Ma resta un 20 per cento di casi in cui il disturbo non si risolve, o dopo un certo tempo i dolori tornano a ripresentarsi. In questi casi è a disposizione una metodica detta «termorizotomia». Di che si tratta? Non si apre la scatola cranica, ma si entra attraverso il forame ovale facilmente raggiungibile dalla nuca, e si manda fino al cervello una sottile sonda che porta sulla punta un ago-elettrodo. Si arriva fino al ganglio di Gasser, dove ci sono le fibre nervose che danno la sensibilità al viso, e che quindi sono responsabili della nevralgia del trigemino. Con il calore, si crea una microlesione che coagula la fibra nervosa e quindi taglia la strada al dolore.»

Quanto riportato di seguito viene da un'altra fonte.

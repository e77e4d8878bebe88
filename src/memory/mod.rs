pub mod object_map;
pub mod value;
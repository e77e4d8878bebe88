//! A miniature reflective object runtime: class hierarchies with a flattened
//! resolution order, properties and descriptors, attribute catch-alls and
//! operator dispatch, plus a native `NeoPixel` type whose byte buffer is
//! handed off to a pluggable device boundary.

pub mod errors;
pub mod libraries;
pub mod memory;
pub mod runtime;

pub use errors::{RuntimeError, RuntimeResult};
pub use memory::value::Value;
pub use runtime::Runtime;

Ma bisogna capire dove mirare, e andare a bersaglio non è facile. Dice Franzini: «Il problema è che nel ganglio di Gasser le fibre che danno sensibilità al viso sono mischiate con quelle che innervano la cornea, che non bisogna assolutamente toccare. Il paziente dorme, con una leggera anestesia generale. Bisogna svegliarlo e fare la prova, mandando una debole corrente ora in una fibra ora nell’altra. E chiedergli: “Dove sente la corrente?” L’intervento - non doloroso - può durare anche più di un’ora, con successivi risvegli e addormentamenti. Fino a quando, grazie al controllo garantito dalle nuove tecnologie, si è sicuri di poter agire. Allora l’elettrodo passa la corrente, e il calore crea la microlesione che si voleva. I risultati sono stabili, e il paziente, liberato dal dolore e dai farmaci analgesici, è restituito alla vita. L’importante è che si scelga un centro esperto.